Puget Systems print logo

https://www.pugetsystems.com

Read this article at https://www.pugetsystems.com/guides/1974
Dr Donald Kinghorn (Scientific Computing Advisor )

Quad RTX3090 GPU Wattage Limited "MaxQ" TensorFlow Performance

Written on November 13, 2020 by Dr Donald Kinghorn
Share:

TL;DR: Can you run 4 RTX3090's in a system under heavy compute load? Yes, by using nvidia-smi I was able to reduce the power limit on 4 GPUs from 350W to 280W and achieve over 95% of maximum performance. The total power load "at the wall" was reasonable for a single power supply and a modest US residential 110V, 15A power line. At least look at the plots below.

Introduction

The NVIDIA RTX3090 is a very capable GPU for accelerated compute intensive tasks like ML/AI model training. It offers a significant performance improvement over the last generation RTX20 GPUs. It also uses at LOT more power! The TDP Wattage for the RTX3090 is 350W. This is OK for high performance system builds with 1, 2, or even 3 GPUs. What if you want to push that to 4 GPUs?

Can you run heavy compute loads on Quad RTX3090 GPUs without using 2 power supplies and within the constraints of a US 110V 15A power line?

Yes! It's possible to sensibly make use of 4 RTX3090's. How? By using the NVIDIA System Management Interface (nvidia-smi) to apply power limits to the GPUs.

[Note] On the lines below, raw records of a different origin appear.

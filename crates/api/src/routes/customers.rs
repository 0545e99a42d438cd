//! Customer-scoped route handlers.

use axum::{
    Json,
    extract::{
        Path, Query, State,
        rejection::{PathRejection, QueryRejection},
    },
    response::{IntoResponse, Response},
};
use rust_decimal::Decimal;
use serde::Deserialize;
use utoipa::IntoParams;

use ordergraph_core::{CustomerId, Order, Page, PageRequest, Product};

use crate::error::{MessageBody, Result};
use crate::services::{OrderWithShipping, orders_page_with_shipping};
use crate::state::AppState;

/// Page size when `first` is omitted.
const DEFAULT_PAGE_SIZE: i32 = 10;

/// Query parameters of the paginated order listing.
#[derive(Debug, Deserialize, IntoParams)]
#[into_params(parameter_in = Query)]
pub struct PageQuery {
    /// Page size (default 10)
    pub first: Option<i32>,
    /// Cursor of the last order already seen
    pub after: Option<String>,
    /// Inclusive lower bound on total price
    #[serde(rename = "minPrice")]
    #[param(value_type = Option<f64>)]
    pub min_price: Option<Decimal>,
    /// `ASC` (default) or `DESC`
    #[serde(rename = "sortOrder")]
    pub sort_order: Option<String>,
}

/// Get all orders for a specific customer.
#[utoipa::path(
    get,
    path = "/api/customers/{customerId}/orders",
    tag = "Orders",
    params(("customerId" = i32, Path, description = "The ID of the customer")),
    responses(
        (status = 200, description = "List of orders for the customer", body = [Order]),
        (status = 500, description = "Database query failed", body = MessageBody),
    )
)]
pub async fn list_orders(
    State(state): State<AppState>,
    path: std::result::Result<Path<CustomerId>, PathRejection>,
) -> Result<Json<Vec<Order>>> {
    let Path(customer_id) = path?;
    Ok(Json(state.orders().orders_by_customer(customer_id).await?))
}

/// Get one page of a customer's orders with shipping details attached.
#[utoipa::path(
    get,
    path = "/api/customers/{customerId}/orders/page",
    tag = "Orders",
    params(("customerId" = i32, Path, description = "The ID of the customer"), PageQuery),
    responses(
        (status = 200, description = "A page of orders", body = Page<OrderWithShipping>),
        (status = 400, description = "Invalid page size or cursor", body = MessageBody),
        (status = 500, description = "Failed to fetch orders with pagination", body = MessageBody),
    )
)]
pub async fn page_orders(
    State(state): State<AppState>,
    path: std::result::Result<Path<CustomerId>, PathRejection>,
    query: std::result::Result<Query<PageQuery>, QueryRejection>,
) -> Result<Json<Page<OrderWithShipping>>> {
    let Path(customer_id) = path?;
    let Query(query) = query?;

    let request = PageRequest {
        customer_id,
        first: query.first.unwrap_or(DEFAULT_PAGE_SIZE),
        after: query.after,
        min_price: query.min_price,
        sort_order: query.sort_order,
    };

    let loader = state.orders().shipping_loader();
    let page = orders_page_with_shipping(state.orders(), &loader, &request).await?;
    Ok(Json(page))
}

/// Get product recommendations for a customer.
#[utoipa::path(
    get,
    path = "/api/customers/{customerId}/recommendations",
    tag = "Recommendations",
    params(("customerId" = i32, Path, description = "The ID of the customer")),
    responses(
        (status = 200, description = "Recommended products, or a message when there are none", body = [Product]),
        (status = 500, description = "Failed to fetch recommendations", body = MessageBody),
    )
)]
pub async fn recommendations(
    State(state): State<AppState>,
    path: std::result::Result<Path<CustomerId>, PathRejection>,
) -> Result<Response> {
    let Path(customer_id) = path?;

    let products = state.orders().recommendations(customer_id).await?;
    if products.is_empty() {
        return Ok(Json(MessageBody::new("No recommendations available")).into_response());
    }
    Ok(Json(products).into_response())
}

I was able to achieve 95% of maximum compute performance with a GPU power limit of around 280W. That is a power draw similar to using 3 RTX3090's at full (350W) but with much better performance!

MaxQ?

This testing was inspired by what NVIDIA and their partners do for some of their laptop GPUs. They have a "feature" called "MaxQ". That's an abuse of an aeronautical engineering term and not really appropriate but, hey, it sounds good and the basic idea is great! I set out to find "MaxQ" for the RTX3090 with the goal of finding a stable 4 GPU configuration with good performance per Watt.

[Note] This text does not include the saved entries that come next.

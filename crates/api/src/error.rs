//! Unified error handling with Sentry integration.
//!
//! Route handlers return `Result<T, AppError>`. Server-side failures are
//! captured to Sentry and logged before the response is built; clients only
//! ever see a JSON `{ "message": ... }` body.

use axum::{
    Json,
    extract::rejection::{JsonRejection, PathRejection, QueryRejection},
    http::StatusCode,
    response::{IntoResponse, Response},
};
use serde::Serialize;
use thiserror::Error;

use ordergraph_core::ValidationError;

use crate::services::ServiceError;

/// Application-level error type for the REST surface.
#[derive(Debug, Error)]
pub enum AppError {
    /// Order service operation failed.
    #[error("Service error: {0}")]
    Service(#[from] ServiceError),

    /// Resource not found.
    #[error("{0}")]
    NotFound(String),

    /// Bad request from client.
    #[error("{0}")]
    BadRequest(String),
}

/// JSON body of every error and acknowledgement response.
#[derive(Debug, Serialize, utoipa::ToSchema)]
pub struct MessageBody {
    pub message: String,
}

impl MessageBody {
    pub fn new(message: impl Into<String>) -> Self {
        Self {
            message: message.into(),
        }
    }
}

impl From<ValidationError> for AppError {
    fn from(err: ValidationError) -> Self {
        Self::Service(ServiceError::Validation(err))
    }
}

impl From<JsonRejection> for AppError {
    fn from(rejection: JsonRejection) -> Self {
        Self::BadRequest(rejection.body_text())
    }
}

impl From<PathRejection> for AppError {
    fn from(rejection: PathRejection) -> Self {
        Self::BadRequest(rejection.body_text())
    }
}

impl From<QueryRejection> for AppError {
    fn from(rejection: QueryRejection) -> Self {
        Self::BadRequest(rejection.body_text())
    }
}

impl AppError {
    fn status(&self) -> StatusCode {
        match self {
            Self::Service(err) if err.is_client_error() => StatusCode::BAD_REQUEST,
            Self::Service(_) => StatusCode::INTERNAL_SERVER_ERROR,
            Self::NotFound(_) => StatusCode::NOT_FOUND,
            Self::BadRequest(_) => StatusCode::BAD_REQUEST,
        }
    }
}

impl IntoResponse for AppError {
    fn into_response(self) -> Response {
        let status = self.status();

        // Capture server errors to Sentry
        if status.is_server_error() {
            let event_id = sentry::capture_error(&self);
            tracing::error!(
                error = %self,
                sentry_event_id = %event_id,
                "Request error"
            );
        }

        // Don't expose internal error details to clients
        let message = match &self {
            Self::Service(err) => err.public_message(),
            Self::NotFound(msg) | Self::BadRequest(msg) => msg.clone(),
        };

        (status, Json(MessageBody::new(message))).into_response()
    }
}

/// Result type alias for `AppError`.
pub type Result<T> = std::result::Result<T, AppError>;

#[cfg(test)]
#[allow(clippy::unwrap_used)]
mod tests {
    use axum::body::to_bytes;

    use super::*;
    use crate::db::RepositoryError;

    async fn body_message(response: Response) -> String {
        let bytes = to_bytes(response.into_body(), usize::MAX).await.unwrap();
        let json: serde_json::Value = serde_json::from_slice(&bytes).unwrap();
        json["message"].as_str().unwrap().to_string()
    }

    #[test]
    fn test_app_error_status_codes() {
        assert_eq!(
            AppError::NotFound("Order not found".to_string()).status(),
            StatusCode::NOT_FOUND
        );
        assert_eq!(
            AppError::from(ValidationError::MissingFields).status(),
            StatusCode::BAD_REQUEST
        );
        assert_eq!(
            AppError::from(ServiceError::Pagination(RepositoryError::Database(
                sqlx::Error::PoolTimedOut
            )))
            .status(),
            StatusCode::INTERNAL_SERVER_ERROR
        );
    }

    #[tokio::test]
    async fn test_validation_message_is_returned() {
        let response = AppError::from(ValidationError::MissingFields).into_response();
        assert_eq!(response.status(), StatusCode::BAD_REQUEST);
        assert_eq!(
            body_message(response).await,
            "Missing required fields: customer_id, product_id, quantity"
        );
    }

    #[tokio::test]
    async fn test_internal_details_are_hidden() {
        let err = ServiceError::Repository(RepositoryError::Database(sqlx::Error::Protocol(
            "unexpected message from db.internal:5432".to_string(),
        )));
        let response = AppError::from(err).into_response();

        assert_eq!(response.status(), StatusCode::INTERNAL_SERVER_ERROR);
        assert_eq!(body_message(response).await, "Database query failed");
    }
}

The core idea of MaxQ is simple. The GPU performance increases rapidly as the current (Wattage) is increased from some minimal value. However, as the current approaches the max TDP, performance gains diminish significantly. You are trying to find the "sweet spot". You can define "sweet spot" in several ways; it could be where the derivative (slope) of the power vs performance curve has dropped below 1 (linear). You don't actually have to calculate anything because it is obvious from just looking at the power vs performances curves. I set my criteria for "sweet spot" to be 95% of the performance at full TDP wattage. It will be very obvious in the plots.

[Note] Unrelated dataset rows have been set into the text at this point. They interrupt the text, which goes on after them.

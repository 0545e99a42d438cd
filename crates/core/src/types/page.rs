//! Cursor pagination over a customer's orders.
//!
//! A [`PageRequest`] carries the raw arguments received from either API
//! surface. [`PageRequest::plan`] validates them into a [`PagePlan`], which
//! describes the single query the store must run:
//!
//! ```text
//! WHERE customer_id = $customer
//!   [AND total_price >= $min_price]
//!   [AND id > $after]
//! ORDER BY total_price <ASC|DESC>, id ASC
//! LIMIT first + 1
//! ```
//!
//! The extra row only signals that another page exists; [`PagePlan::assemble`]
//! drops it and builds the edges.
//!
//! The `after` cursor always bounds the *identifier*, never the sort key.
//! Sorting by price while advancing through identifier space means a
//! descending-price walk can skip or repeat rows compared to a "next page in
//! sort order" reading. That coupling is intentional and preserved.

use std::cmp::Ordering;
use std::fmt;

use rust_decimal::Decimal;
use serde::Serialize;

use super::id::{CustomerId, OrderId};
use super::order::{Order, ValidationError};

/// Sort direction on `total_price`.
#[derive(Debug, Clone, Copy, PartialEq, Eq, Hash, Default, Serialize)]
#[serde(rename_all = "UPPERCASE")]
pub enum SortOrder {
    #[default]
    Asc,
    Desc,
}

impl SortOrder {
    /// Resolve a client-supplied sort order.
    ///
    /// Only the exact strings `ASC` and `DESC` are recognised. Anything else,
    /// including lowercase spellings, falls back to ascending.
    #[must_use]
    pub fn resolve(raw: Option<&str>) -> Self {
        match raw {
            Some("DESC") => Self::Desc,
            _ => Self::Asc,
        }
    }

    /// SQL keyword for this direction. Never derived from client text.
    #[must_use]
    pub const fn as_sql(self) -> &'static str {
        match self {
            Self::Asc => "ASC",
            Self::Desc => "DESC",
        }
    }
}

impl fmt::Display for SortOrder {
    fn fmt(&self, f: &mut fmt::Formatter<'_>) -> fmt::Result {
        f.write_str(self.as_sql())
    }
}

/// Opaque page cursor. Encodes the identifier of the boundary order.
#[derive(Debug, Clone, Copy, PartialEq, Eq, Hash)]
pub struct Cursor(OrderId);

impl Cursor {
    #[must_use]
    pub const fn new(order_id: OrderId) -> Self {
        Self(order_id)
    }

    #[must_use]
    pub const fn order_id(self) -> OrderId {
        self.0
    }

    /// Decode a cursor received from a client.
    ///
    /// # Errors
    ///
    /// Returns `ValidationError::InvalidCursor` if the value is not an order
    /// identifier.
    pub fn decode(raw: &str) -> Result<Self, ValidationError> {
        raw.parse::<OrderId>()
            .map(Self)
            .map_err(|_| ValidationError::InvalidCursor(raw.to_owned()))
    }
}

impl fmt::Display for Cursor {
    fn fmt(&self, f: &mut fmt::Formatter<'_>) -> fmt::Result {
        write!(f, "{}", self.0)
    }
}

/// Raw pagination arguments as received from a client.
#[derive(Debug, Clone, PartialEq, Eq)]
pub struct PageRequest {
    pub customer_id: CustomerId,
    pub first: i32,
    pub after: Option<String>,
    pub min_price: Option<Decimal>,
    pub sort_order: Option<String>,
}

impl PageRequest {
    /// Create a request for the first `first` orders of a customer.
    #[must_use]
    pub const fn new(customer_id: CustomerId, first: i32) -> Self {
        Self {
            customer_id,
            first,
            after: None,
            min_price: None,
            sort_order: None,
        }
    }

    #[must_use]
    pub fn after(mut self, cursor: impl Into<String>) -> Self {
        self.after = Some(cursor.into());
        self
    }

    #[must_use]
    pub const fn min_price(mut self, min_price: Decimal) -> Self {
        self.min_price = Some(min_price);
        self
    }

    #[must_use]
    pub fn sort_order(mut self, sort_order: impl Into<String>) -> Self {
        self.sort_order = Some(sort_order.into());
        self
    }

    /// Validate the request into an executable plan.
    ///
    /// An empty `after` string is treated as absent.
    ///
    /// # Errors
    ///
    /// Returns `InvalidPageSize` when `first` is not positive and
    /// `InvalidCursor` when `after` does not decode.
    pub fn plan(&self) -> Result<PagePlan, ValidationError> {
        let first = usize::try_from(self.first)
            .ok()
            .filter(|n| *n > 0)
            .ok_or(ValidationError::InvalidPageSize(self.first))?;

        let after = match self.after.as_deref() {
            None | Some("") => None,
            Some(raw) => Some(Cursor::decode(raw)?.order_id()),
        };

        Ok(PagePlan {
            customer_id: self.customer_id,
            min_price: self.min_price,
            after,
            sort: SortOrder::resolve(self.sort_order.as_deref()),
            first,
        })
    }
}

/// A validated page query.
#[derive(Debug, Clone, Copy, PartialEq, Eq)]
pub struct PagePlan {
    pub customer_id: CustomerId,
    /// Inclusive lower bound on `total_price`.
    pub min_price: Option<Decimal>,
    /// Strict lower bound on `id`.
    pub after: Option<OrderId>,
    pub sort: SortOrder,
    /// Page size requested by the client.
    pub first: usize,
}

impl PagePlan {
    /// Rows to fetch: one more than the page size.
    #[must_use]
    pub fn fetch_limit(&self) -> i64 {
        i64::try_from(self.first).map_or(i64::MAX, |n| n.saturating_add(1))
    }

    /// Whether an order satisfies the plan's predicates.
    #[must_use]
    pub fn admits(&self, order: &Order) -> bool {
        order.customer_id == self.customer_id
            && self.min_price.is_none_or(|min| order.total_price >= min)
            && self.after.is_none_or(|after| order.id > after)
    }

    /// Ordering of rows within a page: price in the plan's direction, ties
    /// broken by ascending identifier.
    #[must_use]
    pub fn compare(&self, a: &Order, b: &Order) -> Ordering {
        let by_price = a.total_price.cmp(&b.total_price);
        let by_price = match self.sort {
            SortOrder::Asc => by_price,
            SortOrder::Desc => by_price.reverse(),
        };
        by_price.then_with(|| a.id.cmp(&b.id))
    }

    /// Turn the rows returned for this plan into a page.
    #[must_use]
    pub fn assemble(&self, rows: Vec<Order>) -> Page<Order> {
        Page::from_rows(rows, self.first)
    }
}

/// One element of a page.
#[derive(Debug, Clone, PartialEq, Eq, Serialize)]
#[cfg_attr(feature = "openapi", derive(utoipa::ToSchema))]
pub struct Edge<T> {
    pub cursor: String,
    pub node: T,
}

/// Boundary information for a page.
#[derive(Debug, Clone, PartialEq, Eq, Default, Serialize)]
#[cfg_attr(feature = "openapi", derive(utoipa::ToSchema))]
#[serde(rename_all = "camelCase")]
pub struct PageInfo {
    pub end_cursor: Option<String>,
    pub has_next_page: bool,
}

/// A window of results plus its boundary information.
#[derive(Debug, Clone, PartialEq, Eq, Serialize)]
#[cfg_attr(feature = "openapi", derive(utoipa::ToSchema))]
#[serde(rename_all = "camelCase")]
pub struct Page<T> {
    pub edges: Vec<Edge<T>>,
    pub page_info: PageInfo,
}

impl Page<Order> {
    /// Build a page from up to `first + 1` rows in sort order.
    #[must_use]
    pub fn from_rows(mut rows: Vec<Order>, first: usize) -> Self {
        let has_next_page = rows.len() > first;
        rows.truncate(first);

        let edges: Vec<Edge<Order>> = rows
            .into_iter()
            .map(|order| Edge {
                cursor: Cursor::new(order.id).to_string(),
                node: order,
            })
            .collect();

        let end_cursor = edges.last().map(|edge| edge.cursor.clone());

        Self {
            edges,
            page_info: PageInfo {
                end_cursor,
                has_next_page,
            },
        }
    }
}

impl<T> Page<T> {
    /// Iterate over the nodes in page order.
    pub fn nodes(&self) -> impl Iterator<Item = &T> {
        self.edges.iter().map(|edge| &edge.node)
    }

    #[must_use]
    pub const fn len(&self) -> usize {
        self.edges.len()
    }

    #[must_use]
    pub const fn is_empty(&self) -> bool {
        self.edges.is_empty()
    }

    /// Replace every node, keeping cursors and page info.
    #[must_use]
    pub fn map_nodes<U>(self, mut f: impl FnMut(T) -> U) -> Page<U> {
        Page {
            edges: self
                .edges
                .into_iter()
                .map(|edge| Edge {
                    cursor: edge.cursor,
                    node: f(edge.node),
                })
                .collect(),
            page_info: self.page_info,
        }
    }
}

I had use of a testbed system with 4 RTX3090's with 2 power supplies and sufficient power "at the wall" to run them at full power under heavy load. I collected a lot of data and have some interesting plots. After a description of the test setup and procedure we'll dive into the plots.

Test system

Hardware

  • Intel Xeon 3265W: 24-cores (4.4/3.4 GHz)
  • Motherboard: Asus PRO WS C621-64L SAGE/10G (Intel C621-64L EATX)
  • Memory: 6x REG ECC DDR4-2933 32GB (192GB total)
  • PSU1: EVGA SuperNOVA P2 1600W (80 PLUS Platinum)
  • PSU2: Super Flower Leadex Platinum 850W (80 PLUS Platinum)
  • NVIDIA 4 RTX3090s Gigabyte GeForce RTX 3090 TURBO 24GB Blower

Software

  • Ubuntu 20.04 Linux (Server)
  • Enroot 3.3.1
  • NVIDIA Driver Version: 455.38
  • nvidia-container-toolkit 1.3.0-1
  • nvidia-smi
  • NVIDIA NGC containers
    • nvcr.io/nvidia/tensorflow:20.10-tf1-py3

Test Jobs

Testing Script

#!/usr/bin/env bash
# Generate data for maxQ plot

GPU_NAME='RTX3090'
TEST_DIR=$HOME/quad-gpu/maxQ

OUT_FILE=${TEST_DIR}/${GPU_NAME}_maxQ.out

# setup environment variables, etc.
export ENROOT_MOUNT_HOME=y
CUDA_VISIBLE_DEVICES=0,1,2,4
sudo nvidia-smi -pm 1 -i 0,1,2,3

for w in {100..350..10}
do

sudo nvidia-smi -pl $w -i 0,1,2,3
#enroot start ngc-tf1-10 python nvidia-examples/cnn/resnet.py  --layers=50  --batch_size=96  --precision=fp32 -i 120 | tee ${OUT_FILE}
enroot start ngc-tf1-10 mpiexec --allow-run-as-root --bind-to socket -np 4 python nvidia-examples/cnn/resnet.py --layers=50 -b 96 --precision=fp32 -i 180 | tee ${OUT_FILE}

ips=$(grep -E '^s+[0-9]+s+' ${OUT_FILE} | tr -s ' ' | cut -d ' ' -f 4 | sort -n | tail -1 ) 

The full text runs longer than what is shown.